→ AIM OF THE EXERCISE
Find the line with "second per IP" in the entries below, then reproduce it and every line after it down to and including the line with "called, so real", exactly.
DATASET ENTRIES Block Start
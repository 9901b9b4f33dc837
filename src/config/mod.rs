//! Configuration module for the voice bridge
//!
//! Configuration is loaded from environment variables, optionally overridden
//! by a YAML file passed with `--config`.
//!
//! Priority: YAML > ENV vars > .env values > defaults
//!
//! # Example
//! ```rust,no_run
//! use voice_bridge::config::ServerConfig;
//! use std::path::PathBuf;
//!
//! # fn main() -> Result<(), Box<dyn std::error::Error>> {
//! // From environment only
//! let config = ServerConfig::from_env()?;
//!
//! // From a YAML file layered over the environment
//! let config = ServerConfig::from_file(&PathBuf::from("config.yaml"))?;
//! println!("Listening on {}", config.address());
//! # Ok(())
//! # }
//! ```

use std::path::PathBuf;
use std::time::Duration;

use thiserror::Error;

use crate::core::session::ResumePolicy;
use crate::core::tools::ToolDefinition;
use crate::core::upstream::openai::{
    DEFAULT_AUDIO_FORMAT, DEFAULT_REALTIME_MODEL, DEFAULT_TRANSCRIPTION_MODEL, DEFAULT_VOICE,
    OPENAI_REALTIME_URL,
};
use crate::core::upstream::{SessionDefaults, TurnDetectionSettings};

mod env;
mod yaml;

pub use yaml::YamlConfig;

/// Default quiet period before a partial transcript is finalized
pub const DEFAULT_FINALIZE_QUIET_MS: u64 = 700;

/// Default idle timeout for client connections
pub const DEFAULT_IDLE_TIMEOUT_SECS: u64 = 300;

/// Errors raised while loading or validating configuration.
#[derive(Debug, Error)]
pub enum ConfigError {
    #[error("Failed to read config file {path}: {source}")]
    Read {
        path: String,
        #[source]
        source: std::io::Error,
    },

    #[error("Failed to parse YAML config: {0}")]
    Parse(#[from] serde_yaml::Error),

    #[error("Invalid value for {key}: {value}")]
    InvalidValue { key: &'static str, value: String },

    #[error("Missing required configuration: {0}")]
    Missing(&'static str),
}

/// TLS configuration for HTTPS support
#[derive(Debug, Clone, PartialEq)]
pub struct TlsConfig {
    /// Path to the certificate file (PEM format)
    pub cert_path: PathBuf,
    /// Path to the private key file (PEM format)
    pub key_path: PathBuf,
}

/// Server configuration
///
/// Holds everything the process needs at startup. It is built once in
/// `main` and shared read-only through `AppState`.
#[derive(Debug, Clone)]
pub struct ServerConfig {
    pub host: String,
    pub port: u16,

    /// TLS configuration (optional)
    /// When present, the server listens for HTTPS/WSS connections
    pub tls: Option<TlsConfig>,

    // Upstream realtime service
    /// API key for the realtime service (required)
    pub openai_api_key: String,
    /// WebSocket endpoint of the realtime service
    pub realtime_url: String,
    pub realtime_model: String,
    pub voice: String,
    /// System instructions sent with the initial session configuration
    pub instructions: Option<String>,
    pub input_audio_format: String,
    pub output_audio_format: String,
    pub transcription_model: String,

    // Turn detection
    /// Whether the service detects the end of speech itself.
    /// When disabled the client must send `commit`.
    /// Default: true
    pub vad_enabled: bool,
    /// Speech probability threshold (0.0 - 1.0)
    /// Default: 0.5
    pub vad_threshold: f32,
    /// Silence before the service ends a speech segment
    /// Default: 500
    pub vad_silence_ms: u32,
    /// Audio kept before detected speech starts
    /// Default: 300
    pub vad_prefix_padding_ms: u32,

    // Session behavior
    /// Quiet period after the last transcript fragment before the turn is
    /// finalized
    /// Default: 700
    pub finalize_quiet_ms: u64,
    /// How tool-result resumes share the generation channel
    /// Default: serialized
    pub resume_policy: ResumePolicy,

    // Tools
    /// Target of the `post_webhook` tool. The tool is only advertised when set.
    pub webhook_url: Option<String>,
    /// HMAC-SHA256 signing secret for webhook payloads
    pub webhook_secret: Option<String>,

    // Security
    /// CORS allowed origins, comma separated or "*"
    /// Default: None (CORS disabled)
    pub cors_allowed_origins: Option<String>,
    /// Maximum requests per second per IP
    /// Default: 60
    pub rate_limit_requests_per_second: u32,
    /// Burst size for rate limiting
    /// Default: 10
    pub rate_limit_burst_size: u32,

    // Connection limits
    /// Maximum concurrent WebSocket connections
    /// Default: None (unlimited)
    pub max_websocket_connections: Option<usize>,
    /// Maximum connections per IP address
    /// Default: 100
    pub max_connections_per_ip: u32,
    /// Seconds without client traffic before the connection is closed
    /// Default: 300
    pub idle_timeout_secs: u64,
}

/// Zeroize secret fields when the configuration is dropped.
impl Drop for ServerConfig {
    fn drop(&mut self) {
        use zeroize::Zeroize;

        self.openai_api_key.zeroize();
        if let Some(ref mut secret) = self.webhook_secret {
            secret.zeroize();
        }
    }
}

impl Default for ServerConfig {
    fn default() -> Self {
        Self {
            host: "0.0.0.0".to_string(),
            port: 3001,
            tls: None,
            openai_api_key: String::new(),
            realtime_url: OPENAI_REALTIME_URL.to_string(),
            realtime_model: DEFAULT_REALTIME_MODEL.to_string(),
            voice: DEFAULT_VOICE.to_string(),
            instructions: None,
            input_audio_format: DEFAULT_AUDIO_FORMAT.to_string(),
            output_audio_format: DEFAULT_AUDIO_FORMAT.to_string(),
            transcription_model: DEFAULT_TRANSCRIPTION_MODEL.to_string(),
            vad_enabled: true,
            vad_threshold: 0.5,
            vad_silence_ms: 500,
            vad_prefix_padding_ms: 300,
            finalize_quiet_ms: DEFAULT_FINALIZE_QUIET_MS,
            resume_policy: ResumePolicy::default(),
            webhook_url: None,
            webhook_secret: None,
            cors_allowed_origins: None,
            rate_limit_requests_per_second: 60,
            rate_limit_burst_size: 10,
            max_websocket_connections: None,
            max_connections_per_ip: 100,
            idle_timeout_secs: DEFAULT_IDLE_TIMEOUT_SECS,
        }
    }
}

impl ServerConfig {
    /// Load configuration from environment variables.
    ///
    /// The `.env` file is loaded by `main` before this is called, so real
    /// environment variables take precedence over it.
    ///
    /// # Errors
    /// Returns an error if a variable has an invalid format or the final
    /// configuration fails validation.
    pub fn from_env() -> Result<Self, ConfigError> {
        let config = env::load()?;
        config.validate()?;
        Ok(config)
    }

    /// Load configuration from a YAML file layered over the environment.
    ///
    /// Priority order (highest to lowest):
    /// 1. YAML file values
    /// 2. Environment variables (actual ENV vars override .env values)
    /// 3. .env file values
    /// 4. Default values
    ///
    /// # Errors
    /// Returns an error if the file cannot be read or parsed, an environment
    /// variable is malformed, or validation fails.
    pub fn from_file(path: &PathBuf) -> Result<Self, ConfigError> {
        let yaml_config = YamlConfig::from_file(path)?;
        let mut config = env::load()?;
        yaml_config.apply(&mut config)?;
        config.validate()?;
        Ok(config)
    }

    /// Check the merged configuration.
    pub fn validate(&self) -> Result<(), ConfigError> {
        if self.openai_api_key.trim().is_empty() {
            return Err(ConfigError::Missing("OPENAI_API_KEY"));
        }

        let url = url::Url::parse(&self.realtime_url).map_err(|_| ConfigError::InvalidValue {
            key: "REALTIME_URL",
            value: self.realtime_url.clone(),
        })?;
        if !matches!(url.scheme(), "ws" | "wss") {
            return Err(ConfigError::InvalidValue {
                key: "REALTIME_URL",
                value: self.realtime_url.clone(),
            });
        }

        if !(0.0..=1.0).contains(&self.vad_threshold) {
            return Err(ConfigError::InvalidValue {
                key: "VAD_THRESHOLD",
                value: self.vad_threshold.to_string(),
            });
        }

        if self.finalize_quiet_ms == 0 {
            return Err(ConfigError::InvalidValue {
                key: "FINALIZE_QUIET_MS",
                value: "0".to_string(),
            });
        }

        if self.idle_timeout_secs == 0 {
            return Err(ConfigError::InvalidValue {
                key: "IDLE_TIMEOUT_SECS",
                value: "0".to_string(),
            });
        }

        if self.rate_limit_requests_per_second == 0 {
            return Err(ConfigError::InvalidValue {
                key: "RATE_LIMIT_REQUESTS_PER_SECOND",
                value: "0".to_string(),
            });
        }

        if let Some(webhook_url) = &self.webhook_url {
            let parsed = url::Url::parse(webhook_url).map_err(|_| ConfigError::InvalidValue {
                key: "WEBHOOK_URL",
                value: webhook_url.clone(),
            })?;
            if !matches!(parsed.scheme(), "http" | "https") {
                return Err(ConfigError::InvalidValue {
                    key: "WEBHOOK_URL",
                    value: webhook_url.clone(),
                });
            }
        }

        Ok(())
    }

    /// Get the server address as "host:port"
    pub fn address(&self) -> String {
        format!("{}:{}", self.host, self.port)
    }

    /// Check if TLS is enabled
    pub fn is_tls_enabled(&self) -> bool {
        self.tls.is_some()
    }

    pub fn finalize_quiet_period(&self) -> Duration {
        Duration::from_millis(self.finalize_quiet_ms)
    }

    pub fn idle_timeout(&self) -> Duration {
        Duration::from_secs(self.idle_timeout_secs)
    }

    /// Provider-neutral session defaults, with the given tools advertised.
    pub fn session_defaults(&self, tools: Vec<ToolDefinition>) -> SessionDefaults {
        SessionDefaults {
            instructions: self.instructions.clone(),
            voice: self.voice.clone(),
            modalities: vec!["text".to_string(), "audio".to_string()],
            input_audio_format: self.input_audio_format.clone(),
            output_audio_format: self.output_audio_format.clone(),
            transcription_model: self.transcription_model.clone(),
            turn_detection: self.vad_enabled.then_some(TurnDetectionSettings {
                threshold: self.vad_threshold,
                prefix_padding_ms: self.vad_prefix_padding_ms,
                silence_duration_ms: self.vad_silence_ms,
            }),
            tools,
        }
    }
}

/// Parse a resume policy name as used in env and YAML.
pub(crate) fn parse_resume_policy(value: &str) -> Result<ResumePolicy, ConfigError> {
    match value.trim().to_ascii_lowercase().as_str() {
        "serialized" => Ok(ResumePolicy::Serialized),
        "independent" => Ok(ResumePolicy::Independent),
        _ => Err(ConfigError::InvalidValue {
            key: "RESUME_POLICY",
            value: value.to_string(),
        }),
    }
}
DATASET ENTRIES Block End
→ RESULT OF THE EXERCISE
    /// Maximum requests per second per IP
    /// Default: 60
    pub rate_limit_requests_per_second: u32,
    /// Burst size for rate limiting
    /// Default: 10
    pub rate_limit_burst_size: u32,

    // Connection limits
    /// Maximum concurrent WebSocket connections
    /// Default: None (unlimited)
    pub max_websocket_connections: Option<usize>,
    /// Maximum connections per IP address
    /// Default: 100
    pub max_connections_per_ip: u32,
    /// Seconds without client traffic before the connection is closed
    /// Default: 300
    pub idle_timeout_secs: u64,
}

/// Zeroize secret fields when the configuration is dropped.
impl Drop for ServerConfig {
    fn drop(&mut self) {
        use zeroize::Zeroize;

        self.openai_api_key.zeroize();
        if let Some(ref mut secret) = self.webhook_secret {
            secret.zeroize();
        }
    }
}

impl Default for ServerConfig {
    fn default() -> Self {
        Self {
            host: "0.0.0.0".to_string(),
            port: 3001,
            tls: None,
            openai_api_key: String::new(),
            realtime_url: OPENAI_REALTIME_URL.to_string(),
            realtime_model: DEFAULT_REALTIME_MODEL.to_string(),
            voice: DEFAULT_VOICE.to_string(),
            instructions: None,
            input_audio_format: DEFAULT_AUDIO_FORMAT.to_string(),
            output_audio_format: DEFAULT_AUDIO_FORMAT.to_string(),
            transcription_model: DEFAULT_TRANSCRIPTION_MODEL.to_string(),
            vad_enabled: true,
            vad_threshold: 0.5,
            vad_silence_ms: 500,
            vad_prefix_padding_ms: 300,
            finalize_quiet_ms: DEFAULT_FINALIZE_QUIET_MS,
            resume_policy: ResumePolicy::default(),
            webhook_url: None,
            webhook_secret: None,
            cors_allowed_origins: None,
            rate_limit_requests_per_second: 60,
            rate_limit_burst_size: 10,
            max_websocket_connections: None,
            max_connections_per_ip: 100,
            idle_timeout_secs: DEFAULT_IDLE_TIMEOUT_SECS,
        }
    }
}

impl ServerConfig {
    /// Load configuration from environment variables.
    ///
    /// The `.env` file is loaded by `main` before this is called, so real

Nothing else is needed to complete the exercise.